Padre Lino faz questão de acrescentar que o surgimento desse movimento em Fortaleza não foi promovido pelo alto escalão da Igreja Católica, como os bispos, mas sim por um grupo de leigos em parceria com três sacerdotes, incluindo os irmãos Allegri (Lino e Ermano). A busca por uma organização mais horizontal é uma característica da atuação do religioso, cujo foco está centrado justamente nas populações mais vulneráveis. Um exemplo disso é o trabalho dele na criação e no desenvolvimento da Pastoral do Povo da Rua.
Sobre o PEPDDH
O Programa Estadual de Proteção aos Defensores e Defensoras de Direitos Humanos consiste no conjunto de medidas protetivas e atendimento jurídico e psicossocial a pessoas ou grupos que promovem, protegem e defendem os Direitos Humanos, e que estão em situação de risco ou que sofreram violação de direitos em razão de sua atuação. O programa integra o Sistema Estadual de Proteção a Pessoas.

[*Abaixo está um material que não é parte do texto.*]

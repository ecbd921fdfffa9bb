use crate::driver::{PageDriver, PageSession};
use crate::error::{BrowserError, Result};
use crate::fingerprint::FingerprintConfig;
use chromiumoxide::browser::{Browser, BrowserConfig as LaunchConfig};
use chromiumoxide::page::ScreenshotParams;
use chromiumoxide::Page;
use dealscout_core::{BrowserConfig, ProxyEndpoint};
use futures::stream::StreamExt;
use std::time::Duration;
use tokio::task::JoinHandle;

/// Chromium-backed page driver.
///
/// Every session launches its own browser process so that each one can be
/// routed through a different proxy and torn down independently.
#[derive(Debug, Clone)]
pub struct ChromiumDriver {
    config: BrowserConfig,
}

impl ChromiumDriver {
    /// Create a driver with the given browser settings
    pub fn new(config: BrowserConfig) -> Self {
        Self { config }
    }

    fn navigation_timeout(&self) -> Duration {
        Duration::from_secs(self.config.navigation_timeout_secs)
    }

    fn launch_config(&self, proxy: Option<&ProxyEndpoint>) -> Result<LaunchConfig> {
        let fingerprint = FingerprintConfig::randomized();

        let mut builder = LaunchConfig::builder()
            .no_sandbox()
            .window_size(self.config.window_width, self.config.window_height)
            .request_timeout(self.navigation_timeout())
            .arg(format!("--user-agent={}", fingerprint.user_agent));

        if !self.config.headless {
            builder = builder.with_head();
        }

        if let Some(proxy) = proxy {
            builder = builder.arg(format!("--proxy-server={}", proxy.server_url()));
        }

        builder.build().map_err(BrowserError::ChromiumError)
    }
}

#[async_trait::async_trait]
impl PageDriver for ChromiumDriver {
    async fn open_session(&self, proxy: Option<&ProxyEndpoint>) -> Result<Box<dyn PageSession>> {
        let config = self.launch_config(proxy)?;

        let (browser, mut handler) = Browser::launch(config)
            .await
            .map_err(|e| BrowserError::ChromiumError(e.to_string()))?;

        // The handler must be polled for the browser connection to make progress
        let handler_task = HandlerGuard(tokio::spawn(async move {
            while let Some(event) = handler.next().await {
                if let Err(e) = event {
                    tracing::trace!("Browser handler event error: {}", e);
                }
            }
        }));

        let page = browser
            .new_page("about:blank")
            .await
            .map_err(|e| BrowserError::ChromiumError(e.to_string()))?;

        match proxy {
            Some(proxy) => tracing::debug!("Launched browser session via proxy {}", proxy),
            None => tracing::debug!("Launched browser session without proxy"),
        }

        Ok(Box::new(ChromiumSession {
            browser,
            page,
            _handler: handler_task,
            timeout: self.navigation_timeout(),
        }))
    }
}

/// Aborts the browser event loop task when dropped.
///
/// Sessions dropped without `close()`, e.g. a probe cut off by a timeout,
/// would otherwise leave the task running.
struct HandlerGuard(JoinHandle<()>);

impl Drop for HandlerGuard {
    fn drop(&mut self) {
        self.0.abort();
    }
}

struct ChromiumSession {
    browser: Browser,
    page: Page,
    _handler: HandlerGuard,
    timeout: Duration,
}

#[async_trait::async_trait]
impl PageSession for ChromiumSession {
    async fn navigate(&mut self, url: &str) -> Result<()> {
        match tokio::time::timeout(self.timeout, self.page.goto(url)).await {
            Ok(Ok(_)) => Ok(()),
            Ok(Err(e)) => Err(BrowserError::NavigationError(format!("{url}: {e}"))),
            Err(_) => Err(BrowserError::Timeout(format!(
                "{url} did not load within {:?}",
                self.timeout
            ))),
        }
    }

    async fn content(&mut self) -> Result<String> {
        self.page
            .content()
            .await
            .map_err(|e| BrowserError::ChromiumError(e.to_string()))
    }

    async fn screenshot(&mut self) -> Result<Vec<u8>> {
        let params = ScreenshotParams::builder().full_page(true).build();
        match tokio::time::timeout(self.timeout, self.page.screenshot(params)).await {
            Ok(Ok(png)) => Ok(png),
            Ok(Err(e)) => Err(BrowserError::ScreenshotError(e.to_string())),
            Err(_) => Err(BrowserError::Timeout("screenshot".to_string())),
        }
    }

    async fn close(mut self: Box<Self>) -> Result<()> {
        let result = self
            .browser
            .close()
            .await
            .map(|_| ())
            .map_err(|e| BrowserError::ChromiumError(e.to_string()));
        if let Err(e) = self.browser.wait().await {
            tracing::debug!("Browser process wait failed: {}", e);
        }
        result
    }
}

#[cfg(test)]
mod tests {
    use super::*;

    #[test]
    #[ignore = "Requires Chrome browser to be installed"]
    fn test_launch_config_builds_with_and_without_proxy() {
        let driver = ChromiumDriver::new(BrowserConfig::default());
        assert!(driver.launch_config(None).is_ok());

        let proxy = ProxyEndpoint::new("10.1.2.3", 8080);
        assert!(driver.launch_config(Some(&proxy)).is_ok());
    }

    #[tokio::test]
    async fn test_handler_guard_aborts_task_on_drop() {
        let (tx, rx) = tokio::sync::oneshot::channel::<()>();
        let guard = HandlerGuard(tokio::spawn(async move {
            let _tx = tx;
            futures::future::pending::<()>().await;
        }));

        drop(guard);
        // The sender is dropped with the aborted task
        let result = tokio::time::timeout(Duration::from_secs(5), rx).await;
        assert!(matches!(result, Ok(Err(_))));
    }

    #[test]
    fn test_navigation_timeout_from_config() {
        let config = BrowserConfig {
            navigation_timeout_secs: 7,
            ..BrowserConfig::default()
        };
        let driver = ChromiumDriver::new(config);
        assert_eq!(driver.navigation_timeout(), Duration::from_secs(7));
    }

    #[tokio::test]
    #[ignore = "Requires Chrome browser to be installed"]
    async fn test_open_and_close_session() {
        let driver = ChromiumDriver::new(BrowserConfig::default());
        let mut session = driver.open_session(None).await.expect("launch browser");
        session
            .navigate("https://www.google.com")
            .await
            .expect("navigate");
        session.close().await.expect("close");
    }
}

As formas de proteção do PPDDH são: visitas no local de atuação do defensor, realização de audiências públicas de solução de conflitos e acompanhamento das investigações e denúncias. É preciso a comprovação de que o interessado atue ou tenha como finalidade a defesa dos direitos humanos e seja identificada a causalidade entre a violação ou ameaça e a atividade de defensor.
Entenda o caso
Lino Allegri é um padre missionário italiano com 56 anos de vida presbiteral. No Brasil desde a década de 1970, o religioso possui diversas contribuições para a ação pastoral e eclesial na Igreja. Atuou nas comunidades de base desde o interior da Bahia, esteve presente nas pastorais sociais, na coordenação do Centro de Defesa e Promoção Direitos Humanos da Arquidiocese de Fortaleza e na Agência de Notícias Esperança (Anote). Atualmente está engajado na Pastoral do Povo da Rua da Arquidiocese de Fortaleza.
No último dia 4, Allegri foi hostilizado por um grupo de fiéis minutos após o fim da celebração da missa de domingo. Em sua homilia, o sacerdote criticou o presidente Jair Bolsonaro pela forma como o Governo Federal vem se portando durante a pandemia da Covid-19, em que mais de 530 mil brasileiros foram mortas pela doença. Oito pessoas entraram na sacristia sem autorização e o repreenderam pelos comentários de forma agressiva e em tom de ameaça.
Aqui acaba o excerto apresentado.